- _PROMPT_: Output only the stretch of the listing that starts at the line containing "both operands four-channel." and ends at the line containing "left of every pixel.", reproduced exactly with both ends.

- _INFORMATION PROVIDED_:
════════
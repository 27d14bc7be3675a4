use std::path::PathBuf;

use anyhow::{Context, Result};
use clap::Args;
use qss_core::pipeline::config::PipelineConfig;

#[derive(Args)]
pub struct ConfigArgs {
    /// Write config to a file instead of stdout
    #[arg(short, long)]
    pub output: Option<PathBuf>,
}

/// Print or save the default PipelineConfig as TOML.
pub fn run(args: &ConfigArgs) -> Result<()> {
    let toml_str = toml::to_string_pretty(&PipelineConfig::default())?;

    if let Some(ref path) = args.output {
        std::fs::write(path, &toml_str)
            .with_context(|| format!("Failed to write config to {}", path.display()))?;
        println!("Default config saved to {}", path.display());
    } else {
        print!("{}", toml_str);
    }

    Ok(())
}
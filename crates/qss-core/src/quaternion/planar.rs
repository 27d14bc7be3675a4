//! Elementwise Hamilton products over planar quaternion buffers.
//!
//! Every variant writes a four-channel `(4, rows, cols)` output. Inputs are
//! `(4, rows, cols)` for full quaternions or `(3, rows, cols)` for pure
//! imaginary ones. Shapes are not checked beyond debug assertions.

use ndarray::{ArrayView3, ArrayViewMut3};

use crate::consts::{FULL_CHANNEL_COUNT, PURE_CHANNEL_COUNT};
use crate::sample::Sample;

use super::value::{hamilton_product_imaginary, Quaternion};

#[inline(always)]
fn full_at<T: Sample>(planes: &ArrayView3<'_, T>, row: usize, col: usize) -> Quaternion<T> {
    Quaternion::new(
        planes[[0, row, col]],
        planes[[1, row, col]],
        planes[[2, row, col]],
        planes[[3, row, col]],
    )
}

#[inline(always)]
fn pure_at<T: Sample>(planes: &ArrayView3<'_, T>, row: usize, col: usize) -> Quaternion<T> {
    Quaternion::pure(
        planes[[0, row, col]],
        planes[[1, row, col]],
        planes[[2, row, col]],
    )
}

#[inline(always)]
fn store<T: Sample>(out: &mut ArrayViewMut3<'_, T>, row: usize, col: usize, q: Quaternion<T>) {
    out[[0, row, col]] = q.a;
    out[[1, row, col]] = q.b;
    out[[2, row, col]] = q.c;
    out[[3, row, col]] = q.d;
}

fn for_each_pixel<T, F>(out: &mut ArrayViewMut3<'_, T>, mut product: F)
where
    T: Sample,
    F: FnMut(usize, usize) -> Quaternion<T>,
{
    debug_assert_eq!(out.dim().0, FULL_CHANNEL_COUNT);
    let (_, rows, cols) = out.dim();
    for row in 0..rows {
        for col in 0..cols {
            let q = product(row, col);
            store(out, row, col, q);
        }
    }
}

/// `C = A * B`, both operands four-channel.
pub fn product_matrices<T: Sample>(
    lhs: ArrayView3<'_, T>,
    rhs: ArrayView3<'_, T>,
    mut out: ArrayViewMut3<'_, T>,
) {
    debug_assert_eq!(lhs.dim().0, FULL_CHANNEL_COUNT);
    debug_assert_eq!(rhs.dim().0, FULL_CHANNEL_COUNT);
    for_each_pixel(&mut out, |row, col| {
        full_at(&lhs, row, col) * full_at(&rhs, row, col)
    });
}

/// `C = x * A`: constant quaternion on the left of every pixel.
pub fn product_scalar_matrix<T: Sample>(
    x: Quaternion<T>,
    matrix: ArrayView3<'_, T>,
    mut out: ArrayViewMut3<'_, T>,
) {
    debug_assert_eq!(matrix.dim().0, FULL_CHANNEL_COUNT);
    for_each_pixel(&mut out, |row, col| x * full_at(&matrix, row, col));
}

/// `C = A * x`: constant quaternion on the right of every pixel.
pub fn product_matrix_scalar<T: Sample>(
    matrix: ArrayView3<'_, T>,
    x: Quaternion<T>,
    mut out: ArrayViewMut3<'_, T>,
) {
    debug_assert_eq!(matrix.dim().0, FULL_CHANNEL_COUNT);
    for_each_pixel(&mut out, |row, col| full_at(&matrix, row, col) * x);
}

/// `C = A * B`, both operands three-channel pure imaginary.
pub fn product_imaginary_matrices<T: Sample>(
    lhs: ArrayView3<'_, T>,
    rhs: ArrayView3<'_, T>,
    mut out: ArrayViewMut3<'_, T>,
) {
    debug_assert_eq!(lhs.dim().0, PURE_CHANNEL_COUNT);
    debug_assert_eq!(rhs.dim().0, PURE_CHANNEL_COUNT);
    for_each_pixel(&mut out, |row, col| {
        let (a, b, c, d) = hamilton_product_imaginary(
            lhs[[0, row, col]],
            lhs[[1, row, col]],
            lhs[[2, row, col]],
            rhs[[0, row, col]],
            rhs[[1, row, col]],
            rhs[[2, row, col]],
        );
        Quaternion::new(a, b, c, d)
    });
}

/// `C = x * A` with a full constant `x` and a three-channel pure matrix.
pub fn product_scalar_imaginary_matrix<T: Sample>(
    x: Quaternion<T>,
    matrix: ArrayView3<'_, T>,
    mut out: ArrayViewMut3<'_, T>,
) {
    debug_assert_eq!(matrix.dim().0, PURE_CHANNEL_COUNT);
    for_each_pixel(&mut out, |row, col| x * pure_at(&matrix, row, col));
}

/// `C = A * x` with a three-channel pure matrix and a full constant `x`.
pub fn product_imaginary_matrix_scalar<T: Sample>(
    matrix: ArrayView3<'_, T>,
    x: Quaternion<T>,
    mut out: ArrayViewMut3<'_, T>,
) {
    debug_assert_eq!(matrix.dim().0, PURE_CHANNEL_COUNT);
    for_each_pixel(&mut out, |row, col| pure_at(&matrix, row, col) * x);
}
════════
- _TASK RESPONSE_:
/// `C = A * B`, both operands four-channel.
pub fn product_matrices<T: Sample>(
    lhs: ArrayView3<'_, T>,
    rhs: ArrayView3<'_, T>,
    mut out: ArrayViewMut3<'_, T>,
) {
    debug_assert_eq!(lhs.dim().0, FULL_CHANNEL_COUNT);
    debug_assert_eq!(rhs.dim().0, FULL_CHANNEL_COUNT);
    for_each_pixel(&mut out, |row, col| {
        full_at(&lhs, row, col) * full_at(&rhs, row, col)
    });
}

/// `C = x * A`: constant quaternion on the left of every pixel.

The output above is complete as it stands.